Olympus Read online




  Devdutt Pattanaik

  Olympus

  An Indian Retelling of the Greek Myths

  Contents

  Dedication

  Prologue: The Greek Conquest

  1. Zeus

  2. Minos

  3. Oedipus

  4. Heracles

  5. Jason

  6. Helen

  7. Odysseus

  8. Aeneas

  Epilogue: The Indian Headshake

  Author’s Note: Shadows and Sunlight

  Gods of Greek, Roman and Hindu mythologies

  Bibliography

  Follow Penguin

  Copyright

  I dedicate this book to Homer, Hesiod and Socrates,

  and to Vyasa, Valmiki and Yagnavalkya.

  Each one saw the world so differently.

  Prologue

  The Greek Conquest

  The soldiers refused to march forward. They had conquered Anatolia, Mesopotamia, Levant, Egypt, Persia and Gandhara, and were now camped on the banks of the River Indus. They were tired. They wanted to turn back before the lands they had captured devoured them.

  The adventure had consumed Alexander, anyway, hadn’t it? He was no longer the young Greek lad who had set out on his conquest. Now, painted in Eastern colours, wearing Eastern robes, he seemed no different from the distant, imperious God-king of Persia, surrounded by fawning courtiers. No, they would not indulge his madness any more. Enough had been done to earn him a place on Olympus. It was time to go home.

  Word of these rumblings reached Alexander. ‘That naked man is to blame!’ his spies revealed. ‘He sits on a rock staring at the sky and stars, doing nothing all day and all night. And when approached he asks questions. He has poisoned the soldiers’ minds with strange ideas.’
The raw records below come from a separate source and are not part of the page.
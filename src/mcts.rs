//! Monte Carlo Tree Search (MCTS) over a shared node arena.
//!
//! This module implements the search driver:
//! - UCT selection on the mean value, with prior knowledge as virtual counts
//! - Expansion of a node once it has `EXPAND_THRESHOLD` real visits
//! - Playouts by one `SimulationState` per worker thread
//! - Reuse of the subtree of the last search if the new position follows it
//!
//! A search runs `threads` workers against one `Tree`. Workers stop when the
//! budget is used up or the `CancelToken` is cancelled.

use std::sync::atomic::{AtomicBool, AtomicU64, Ordering};
use std::sync::mpsc::SyncSender;
use std::sync::{Arc, Condvar, Mutex, PoisonError};
use std::thread;
use std::time::{Duration, Instant};

use tracing::{debug, info};

use crate::board::{Board, ColorMove};
use crate::catalog::Move;
use crate::constants::{
    DEFAULT_MEMORY, EXPAND_THRESHOLD, EXPLORATION, INFO_CHILDREN, MAX_PV_LEN, REPORT_PERIOD,
    SCORE_MODIFICATION,
};
use crate::playout::SimulationState;
use crate::prior::{ChildInit, PriorKnowledge};
use crate::shared::{SharedConst, SharedParams};
use crate::tree::{Node, NodeIdx, Tree};
use crate::variant::{Color, Variant};

// =============================================================================
// Parameters and Results
// =============================================================================

/// Parameters of the search driver.
#[derive(Clone, Debug)]
pub struct SearchParams {
    /// Number of worker threads.
    pub threads: usize,
    /// Seed of the worker random generators. Worker `i` uses `seed + i`.
    pub seed: Option<u64>,
    /// Memory for the two node arenas in bytes.
    pub memory: usize,
    /// Exploration constant of the UCT formula.
    pub exploration: f64,
}

impl Default for SearchParams {
    fn default() -> Self {
        Self {
            threads: 1,
            seed: None,
            memory: DEFAULT_MEMORY,
            exploration: EXPLORATION,
        }
    }
}

/// Resources of one search.
#[derive(Clone, Copy, Debug, PartialEq)]
pub enum Budget {
    Simulations(u64),
    Time(Duration),
}

#[derive(Clone, Copy, Debug, PartialEq, Eq)]
pub enum SearchStatus {
    Idle,
    Running,
    Finished,
    Cancelled,
}
//! Read-only data shared by all simulation states of one search.

use crate::board::Board;
use crate::piece::PieceMask;
use crate::symmetry::is_symmetry_broken;
use crate::variant::Color;

/// Search parameters that the simulation states read.
#[derive(Clone, Debug)]
pub struct SharedParams {
    /// Score still symmetric positions of the symmetric variants as a draw.
    pub detect_symmetry: bool,
    /// Let the second player avoid a symmetric draw instead of aiming for it.
    pub avoid_symmetric_draw: bool,
    /// Weight of the score and length bonuses in the playout result.
    pub score_modification: f32,
}

impl Default for SharedParams {
    fn default() -> Self {
        Self {
            detect_symmetry: true,
            avoid_symmetric_draw: true,
            score_modification: crate::constants::SCORE_MODIFICATION,
        }
    }
}

/// The search root and the tables derived from it.
pub struct SharedConst {
    board: Board,
    to_play: Color,
    params: SharedParams,
    /// Pieces considered in move generation, indexed by the number of pieces
    /// on board (saturated at the last entry).
    considered: Vec<PieceMask>,
    considered_all: PieceMask,
    is_symmetry_broken: bool,
}

impl SharedConst {
    pub fn new(bd: &Board, to_play: Color, params: SharedParams) -> Self {
        let mut board = bd.clone();
        board.set_to_play(to_play);
        let variant = board.variant();
        let pieces = board.board_const().pieces();
        let max_size = pieces.max_size();
        let considered_all = pieces.all();
        let considered = (0..=variant.min_move_all_considered())
            .map(|n| {
                let min_size = variant.min_considered_size(n, max_size);
                let mut mask = PieceMask::EMPTY;
                for piece in pieces.iter() {
                    if pieces.info(piece).size() >= min_size {
                        mask.insert(piece);
                    }
                }
                mask
            })
            .collect();
        let is_symmetry_broken = is_symmetry_broken(&board);
        Self {
            board,
            to_play,
            params,
            considered,
            considered_all,
            is_symmetry_broken,
        }
    }

    #[inline]
    pub fn board(&self) -> &Board {
        &self.board
    }

    #[inline]
    pub fn to_play(&self) -> Color {
        self.to_play
    }

    #[inline]
    pub fn params(&self) -> &SharedParams {
        &self.params
    }

    /// Whether the root position is no longer symmetric.
    #[inline]
    pub fn is_symmetry_broken(&self) -> bool {
        self.is_symmetry_broken
    }

    /// Pieces considered with `nu_onboard` pieces on board. Early in the
    /// game only the large pieces are generated.
    pub fn pieces_considered(&self, nu_onboard: u32, force_all: bool) -> PieceMask {
        if force_all {
            return self.considered_all;
        }
        let i = (nu_onboard as usize).min(self.considered.len() - 1);
        self.considered[i]
    }

    #[inline]
    pub fn all_pieces(&self) -> PieceMask {
        self.considered_all
    }

    /// Prune mirrored root moves: the first player of a still symmetric
    /// position gains nothing from choosing between a move and its mirror.
    pub fn prune_symmetric_root(&self) -> bool {
        self.params.detect_symmetry
            && self.board.variant().is_symmetric()
            && self.to_play.is_first_of_pair()
            && !self.is_symmetry_broken
    }
}

#[cfg(test)]
mod tests {
    use super::*;
    use crate::variant::Variant;

    #[test]
    fn test_pieces_considered() {
        let bd = Board::new(Variant::Classic);
        let shared = SharedConst::new(&bd, Color(0), SharedParams::default());
        let pieces = bd.board_const().pieces();
        let early = shared.pieces_considered(0, false);
        assert!(early.iter().all(|p| pieces.info(p).size() == 5));
        assert_eq!(early.len(), 12);
        let mid = shared.pieces_considered(9, false);
        assert!(mid.iter().all(|p| pieces.info(p).size() >= 4));
        assert_eq!(shared.pieces_considered(100, false), pieces.all());
        assert_eq!(shared.pieces_considered(0, true), pieces.all());
    }

    #[test]
    fn test_symmetric_root() {
        let bd = Board::new(Variant::Duo);
        assert!(SharedConst::new(&bd, Color(0), SharedParams::default()).prune_symmetric_root());
        let params = SharedParams {
            detect_symmetry: false,
            ..SharedParams::default()
        };
        assert!(!SharedConst::new(&bd, Color(0), params).prune_symmetric_root());
        let bd = Board::new(Variant::Classic2);
        assert!(!SharedConst::new(&bd, Color(0), SharedParams::default()).prune_symmetric_root());
    }
}
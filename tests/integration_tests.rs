//! Integration tests for polyform-mcts
//!
//! These tests drive the public API the way a front end would: set up a
//! position from a move history, search it, and check the engine contracts
//! across modules.

use std::sync::Arc;
use std::thread;
use std::time::Duration;

use proptest::prelude::*;

use polyform_mcts::analyze::AnalyzeGame;
use polyform_mcts::board::{Board, ColorMove};
use polyform_mcts::book::Book;
use polyform_mcts::catalog::Move;
use polyform_mcts::error::ReplayError;
use polyform_mcts::mcts::{Budget, CancelToken, Search, SearchParams, SearchStatus};
use polyform_mcts::player::Player;
use polyform_mcts::playout::{SimulationState, game_results, piece_gamma};
use polyform_mcts::prior::PriorKnowledge;
use polyform_mcts::shared::{SharedConst, SharedParams};
use polyform_mcts::symmetry::is_symmetry_broken;
use polyform_mcts::variant::{Color, Variant};

// =============================================================================
// Helper functions for setting up test positions
// =============================================================================

fn params(seed: u64) -> SearchParams {
    SearchParams {
        threads: 1,
        seed: Some(seed),
        memory: 8 << 20,
        ..SearchParams::default()
    }
}

/// Play up to `n` random legal moves. Colors without moves pass.
fn random_game(variant: Variant, n: usize, seed: u64) -> Board {
    let mut rng = fastrand::Rng::with_seed(seed);
    let mut bd = Board::new(variant);
    let mut moves = Vec::new();
    for _ in 0..n {
        if bd.is_game_over() {
            break;
        }
        let c = bd.to_play();
        bd.gen_moves(c, &mut moves);
        let mv = if moves.is_empty() {
            Move::PASS
        } else {
            moves[rng.usize(..moves.len())]
        };
        bd.play(c, mv);
    }
    bd
}

fn simulation_state(bd: &Board, seed: u64) -> SimulationState {
    let shared = Arc::new(SharedConst::new(bd, bd.to_play(), SharedParams::default()));
    SimulationState::new(shared, seed)
}

fn variant_strategy() -> impl Strategy<Value = Variant> {
    prop::sample::select(Variant::ALL.to_vec())
}

// =============================================================================
// Board and move generation
// =============================================================================

proptest! {
    #![proptest_config(ProptestConfig::with_cases(24))]

    #[test]
    fn generated_moves_are_legal_and_unique(
        variant in variant_strategy(),
        n in 0usize..40,
        seed in any::<u64>(),
    ) {
        let bd = random_game(variant, n, seed);
        for c in variant.colors() {
            let mut moves = Vec::new();
            bd.gen_moves(c, &mut moves);
            prop_assert!(moves.windows(2).all(|w| w[0] < w[1]));
            prop_assert!(moves.iter().all(|&mv| bd.is_legal(c, mv)));
            prop_assert_eq!(!moves.is_empty(), bd.has_moves(c));
        }
    }

    #[test]
    fn snapshot_restores_position(
        variant in variant_strategy(),
        n in 0usize..20,
        extra in 1usize..20,
        seed in any::<u64>(),
    ) {
        let mut bd = random_game(variant, n, seed);
        let saved = bd.clone();
        bd.take_snapshot();
        let mut rng = fastrand::Rng::with_seed(seed ^ 1);
        let mut moves = Vec::new();
        for _ in 0..extra {
            let c = bd.to_play();
            bd.gen_moves(c, &mut moves);
            match moves.len() {
                0 => bd.play_pass(),
                len => bd.play_nonpass(moves[rng.usize(..len)]),
            }
        }
        bd.restore_snapshot();
        prop_assert_eq!(&bd, &saved);
    }

    #[test]
    fn piece_gamma_grows_with_size(
        size in 1usize..6,
        nu_attach in 1usize..12,
        size_factor in 1.0f64..6.0,
        attach_factor in 1.0f64..2.0,
    ) {
        let small = piece_gamma(size_factor, attach_factor, size, nu_attach);
        prop_assert!(piece_gamma(size_factor, attach_factor, size + 1, nu_attach) >= small);
        prop_assert!(piece_gamma(size_factor, attach_factor, size, nu_attach + 1) >= small);
    }
}

// =============================================================================
// Simulation state
// =============================================================================

proptest! {
    #![proptest_config(ProptestConfig::with_cases(16))]

    #[test]
    fn incremental_move_list_matches_rebuild(
        variant in variant_strategy(),
        n in 4usize..30,
        seed in any::<u64>(),
    ) {
        let bd = Board::new(variant);
        let mut st = simulation_state(&bd, seed);
        st.start_simulation(0);
        for _ in 0..n {
            let Some(mv) = st.gen_playout_move() else {
                return Ok(());
            };
            st.play_playout(mv);
        }
        let c = st.board().to_play();
        st.update_moves(c);
        let mut incremental = st.moves(c).to_vec();
        st.init_moves_with_gamma(c);
        let mut rebuilt = st.moves(c).to_vec();
        st.init_moves_without_gamma(c);
        let mut unweighted = st.moves(c).to_vec();
        incremental.sort_unstable();
        rebuilt.sort_unstable();
        unweighted.sort_unstable();
        prop_assert_eq!(&incremental, &rebuilt);
        prop_assert_eq!(&unweighted, &rebuilt);
    }
}

#[test]
fn test_rank_results_with_ties() {
    let r = game_results(&[10.0, 10.0, 5.0, 0.0]);
    assert!((r[0] - 0.8333).abs() < 1e-3);
    assert!((r[1] - 0.8333).abs() < 1e-3);
    assert!((r[2] - 0.3333).abs() < 1e-3);
    assert_eq!(r[3], 0.0);
}

#[test]
fn test_pass_child_at_end_of_playout() {
    let bd = Board::new(Variant::Classic);
    let mut st = simulation_state(&bd, 17);
    st.start_simulation(0);
    st.playout();
    let end = st.board();
    assert!(!end.has_moves(end.to_play()));
    let mut prior = PriorKnowledge::new();
    let mut children = Vec::new();
    prior.gen_children(end, st.shared(), false, &mut children);
    assert_eq!(children.len(), 1);
    assert!(children[0].mv.is_pass());
}

// =============================================================================
// Symmetry
// =============================================================================

#[test]
fn test_symmetry_detection_follows_replies() {
    let mut bd = Board::new(Variant::Duo);
    assert!(!is_symmetry_broken(&bd));
    let mut moves = Vec::new();
    for i in 0..3 {
        bd.gen_moves(Color(0), &mut moves);
        // A piece crossing the centre cannot be mirrored.
        let mirrored = |mv: Move| {
            let mut after = bd.clone();
            after.play(Color(0), mv);
            let reply = bd.board_const().symmetric_move(mv).unwrap();
            after.is_legal(Color(1), reply).then_some((mv, reply))
        };
        let (mv, reply) = moves[i * 7 % moves.len()..]
            .iter()
            .chain(&moves)
            .find_map(|&mv| mirrored(mv))
            .unwrap();
        bd.play(Color(0), mv);
        assert!(!is_symmetry_broken(&bd));
        bd.play(Color(1), reply);
        assert!(!is_symmetry_broken(&bd));
    }
    bd.gen_moves(Color(0), &mut moves);
    let mv = moves[0];
    bd.play(Color(0), mv);
    let symm = bd.board_const().symmetric_move(mv).unwrap();
    bd.gen_moves(Color(1), &mut moves);
    let other = moves.iter().copied().find(|&m| m != symm).unwrap();
    bd.play(Color(1), other);
    assert!(is_symmetry_broken(&bd));
}

// =============================================================================
// Search
// =============================================================================

#[test]
fn test_fixed_seed_is_deterministic() {
    let bd = random_game(Variant::Duo, 4, 9);
    let c = bd.to_play();
    let run = || {
        let mut search = Search::new(params(42));
        search.search(&bd, c, Budget::Simulations(300), &CancelToken::new())
    };
    let a = run();
    let b = run();
    assert_eq!(a.mv, b.mv);
    assert_eq!(a.pv, b.pv);
    assert_eq!(a.value, b.value);
}

#[test]
fn test_cancel_from_other_thread() {
    let bd = Board::new(Variant::Classic);
    let mut search = Search::new(SearchParams {
        threads: 2,
        ..params(5)
    });
    let token = CancelToken::new();
    let result = thread::scope(|s| {
        let handle = s.spawn(|| {
            search.search(&bd, Color(0), Budget::Simulations(u64::MAX), &token)
        });
        thread::sleep(Duration::from_millis(100));
        token.cancel();
        assert!(token.is_cancelled());
        handle.join().unwrap()
    });
    assert_eq!(result.status, SearchStatus::Cancelled);
    assert!(bd.is_legal(Color(0), result.mv));
    assert!(!result.mv.is_pass());
}

#[test]
fn test_time_budget() {
    let bd = Board::new(Variant::Trigon3);
    let mut search = Search::new(params(8));
    let result = search.search(
        &bd,
        Color(0),
        Budget::Time(Duration::from_millis(50)),
        &CancelToken::new(),
    );
    assert_eq!(result.status, SearchStatus::Finished);
    assert!(result.simulations > 0);
    assert!(bd.is_legal(Color(0), result.mv));
}

// =============================================================================
// Analysis replay
// =============================================================================

#[test]
fn test_rejected_restore_leaves_analysis_unchanged() {
    let bd = random_game(Variant::Classic2, 6, 3);
    let values = [0.4, 0.5, 0.6, 0.5, 0.45, 0.55];
    let mut analyze = AnalyzeGame::new(Variant::Classic2);
    analyze
        .set(Variant::Classic2, bd.moves(), &values)
        .unwrap();
    let before = analyze.entries();

    let mut bad_color = before.clone();
    bad_color[2].0 = 4;
    assert_eq!(
        analyze.restore(Variant::Classic2, "classic_2", &bad_color),
        Err(ReplayError::ColorOutOfRange(4))
    );

    let mut bad_move = before.clone();
    bad_move[5].1 = "zz99".to_string();
    assert!(matches!(
        analyze.restore(Variant::Classic2, "classic_2", &bad_move),
        Err(ReplayError::Move(_))
    ));

    assert!(matches!(
        analyze.restore(Variant::Classic2, "duo", &before),
        Err(ReplayError::WrongVariant { .. })
    ));
    assert!(matches!(
        analyze.restore(Variant::Classic2, "blokus", &before),
        Err(ReplayError::WrongVariant { .. })
    ));

    assert_eq!(analyze.variant(), Variant::Classic2);
    assert_eq!(analyze.entries(), before);
    let moves: Vec<ColorMove> = (0..analyze.nu_moves()).map(|i| analyze.get_move(i)).collect();
    assert_eq!(moves, bd.moves());
}

// =============================================================================
// Player
// =============================================================================

struct FixedBook(Move);

impl Book for FixedBook {
    fn lookup(&self, bd: &Board) -> Option<Move> {
        (bd.nu_moves() == 0).then_some(self.0)
    }
}

#[test]
fn test_player_uses_book_only_when_known() {
    let bd = Board::new(Variant::Duo);
    let mut moves = Vec::new();
    bd.gen_moves(Color(0), &mut moves);
    let book_move = moves[moves.len() - 1];
    let mut player = Player::new(params(1));
    player.set_book(Some(Box::new(FixedBook(book_move))));
    player.set_fixed_simulations(Some(10));
    assert_eq!(player.genmove(&bd, Color(0)), book_move);

    let next = random_game(Variant::Duo, 1, 4);
    let result = player.genmove_cancellable(&next, Color(1), &CancelToken::new());
    assert_eq!(result.simulations, 10);
    assert!(next.is_legal(Color(1), result.mv));
}

#[test]
fn test_player_settings_forward_to_search() {
    let mut player = Player::new(params(1));
    player.set_threads(0);
    assert_eq!(player.threads(), 1);
    player.set_auto_param(false);
    player.set_detect_symmetry(false);
    player.set_avoid_symmetric_draw(false);
    assert!(!player.auto_param());
    assert!(!player.search().detect_symmetry());
    assert!(!player.avoid_symmetric_draw());
    player.set_level(0);
    assert_eq!(player.level(), 1);
}
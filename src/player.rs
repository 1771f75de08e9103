//! Move generation with playing levels and an optional opening book.

use std::time::Duration;

use tracing::debug;

use crate::board::Board;
use crate::book::Book;
use crate::catalog::Move;
use crate::constants::{LEVEL_FACTOR_TWO_COLORS, LEVEL_SIMULATIONS, MAX_LEVEL};
use crate::mcts::{Budget, CancelToken, Search, SearchParams, SearchResult, SearchStatus};
use crate::variant::{Color, Variant};

pub struct Player {
    search: Search,
    level: u32,
    fixed_simulations: Option<u64>,
    fixed_time: Option<Duration>,
    use_book: bool,
    book: Option<Box<dyn Book>>,
}

impl Player {
    pub fn new(params: SearchParams) -> Self {
        Self {
            search: Search::new(params),
            level: 4,
            fixed_simulations: None,
            fixed_time: None,
            use_book: true,
            book: None,
        }
    }

    pub fn search(&self) -> &Search {
        &self.search
    }

    pub fn search_mut(&mut self) -> &mut Search {
        &mut self.search
    }

    // =========================================================================
    // Levels and Budgets
    // =========================================================================

    pub fn level(&self) -> u32 {
        self.level
    }

    /// Set the level (clamped to 1..=MAX_LEVEL). Clears the fixed
    /// simulations and fixed time.
    pub fn set_level(&mut self, level: u32) {
        self.level = level.clamp(1, MAX_LEVEL);
        self.fixed_simulations = None;
        self.fixed_time = None;
    }

    pub fn fixed_simulations(&self) -> Option<u64> {
        self.fixed_simulations
    }

    /// Use a fixed number of simulations instead of the level. Clears the
    /// fixed time.
    pub fn set_fixed_simulations(&mut self, n: Option<u64>) {
        self.fixed_simulations = n;
        if n.is_some() {
            self.fixed_time = None;
        }
    }

    pub fn fixed_time(&self) -> Option<Duration> {
        self.fixed_time
    }

    /// Use a fixed time instead of the level. Clears the fixed simulations.
    pub fn set_fixed_time(&mut self, time: Option<Duration>) {
        self.fixed_time = time;
        if time.is_some() {
            self.fixed_simulations = None;
        }
    }

    /// Simulations of a level in a variant. Playouts of two-color variants
    /// are shorter, so they get more simulations.
    pub fn level_simulations(variant: Variant, level: u32) -> u64 {
        let n = LEVEL_SIMULATIONS[(level.clamp(1, MAX_LEVEL) - 1) as usize];
        if variant.nu_colors() == 2 {
            n * LEVEL_FACTOR_TWO_COLORS
        } else {
            n
        }
    }

    pub fn budget(&self, variant: Variant) -> Budget {
        if let Some(n) = self.fixed_simulations {
            Budget::Simulations(n)
        } else if let Some(t) = self.fixed_time {
            Budget::Time(t)
        } else {
            Budget::Simulations(Self::level_simulations(variant, self.level))
        }
    }

    // =========================================================================
    // Book
    // =========================================================================

    pub fn use_book(&self) -> bool {
        self.use_book
    }

    pub fn set_use_book(&mut self, enable: bool) {
        self.use_book = enable;
    }

    pub fn set_book(&mut self, book: Option<Box<dyn Book>>) {
        self.book = book;
    }

    // =========================================================================
    // Search Settings
    // =========================================================================

    pub fn detect_symmetry(&self) -> bool {
        self.search.detect_symmetry()
    }

    pub fn set_detect_symmetry(&mut self, enable: bool) {
        self.search.set_detect_symmetry(enable);
    }

    pub fn avoid_symmetric_draw(&self) -> bool {
        self.search.avoid_symmetric_draw()
    }

    pub fn set_avoid_symmetric_draw(&mut self, enable: bool) {
        self.search.set_avoid_symmetric_draw(enable);
    }

    pub fn auto_param(&self) -> bool {
        self.search.auto_param()
    }

    pub fn set_auto_param(&mut self, enable: bool) {
        self.search.set_auto_param(enable);
    }

    pub fn threads(&self) -> usize {
        self.search.params().threads
    }

    pub fn set_threads(&mut self, threads: usize) {
        self.search.set_threads(threads);
    }

    pub fn set_seed(&mut self, seed: Option<u64>) {
        self.search.set_seed(seed);
    }

    // =========================================================================
    // Move Generation
    // =========================================================================

    /// Generate a move for `c`.
    pub fn genmove(&mut self, bd: &Board, c: Color) -> Move {
        self.genmove_cancellable(bd, c, &CancelToken::new()).mv
    }

    /// Generate a move for `c`, returning the book move if there is one.
    pub fn genmove_cancellable(&mut self, bd: &Board, c: Color, token: &CancelToken) -> SearchResult {
        if self.use_book
            && let Some(book) = &self.book
        {
            let mut pos = bd.clone();
            pos.set_to_play(c);
            if let Some(mv) = book.lookup(&pos).filter(|&mv| pos.is_legal(c, mv)) {
                debug!(mv = %bd.move_to_string(mv), "book move");
                return SearchResult {
                    mv,
                    status: SearchStatus::Finished,
                    simulations: 0,
                    value: 0.5,
                    pv: vec![mv],
                    elapsed: Duration::ZERO,
                };
            }
        }
        let budget = self.budget(bd.variant());
        self.search.search(bd, c, budget, token)
    }
}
  Alexander’s teacher, Aristotle, had told him of such men who roamed in marketplaces and questioned people, compelling them to reflect on life and their assumptions. Aristotle’s teacher, Plato, had been a student of one such man— Socrates. Such men were dangerous. They threatened the social order. They were often killed. As Socrates was.

  Alexander decided to investigate. He did not fear such men. He respected them. How can one man disarm an entire army, turn them away from dreams of glory, he wondered.

  ‘What is his name?’ he enquired.

  The spies said, ‘Unlike you, King, who became great by acquiring land, this man, and others like him, have become great by giving up everything, their lands, crowns, families, horses, cows, jewels, weapons, and even their names.’

  A few days later, before dawn, without informing anyone, Alexander slipped out of his tent dressed as a commoner, and went to visit this strange person he had heard so much of. He found the man on the riverbank, naked, atop a rock, staring at the sky and the stars. He looked no older than the Greek king. But was he wise? Only that would make him a gymnosophist, a naked wise man, one of the many who wandered alone in the forests of India, about whom much was said across Gandhara and Persia. Legend had it that they could walk on water and float on air.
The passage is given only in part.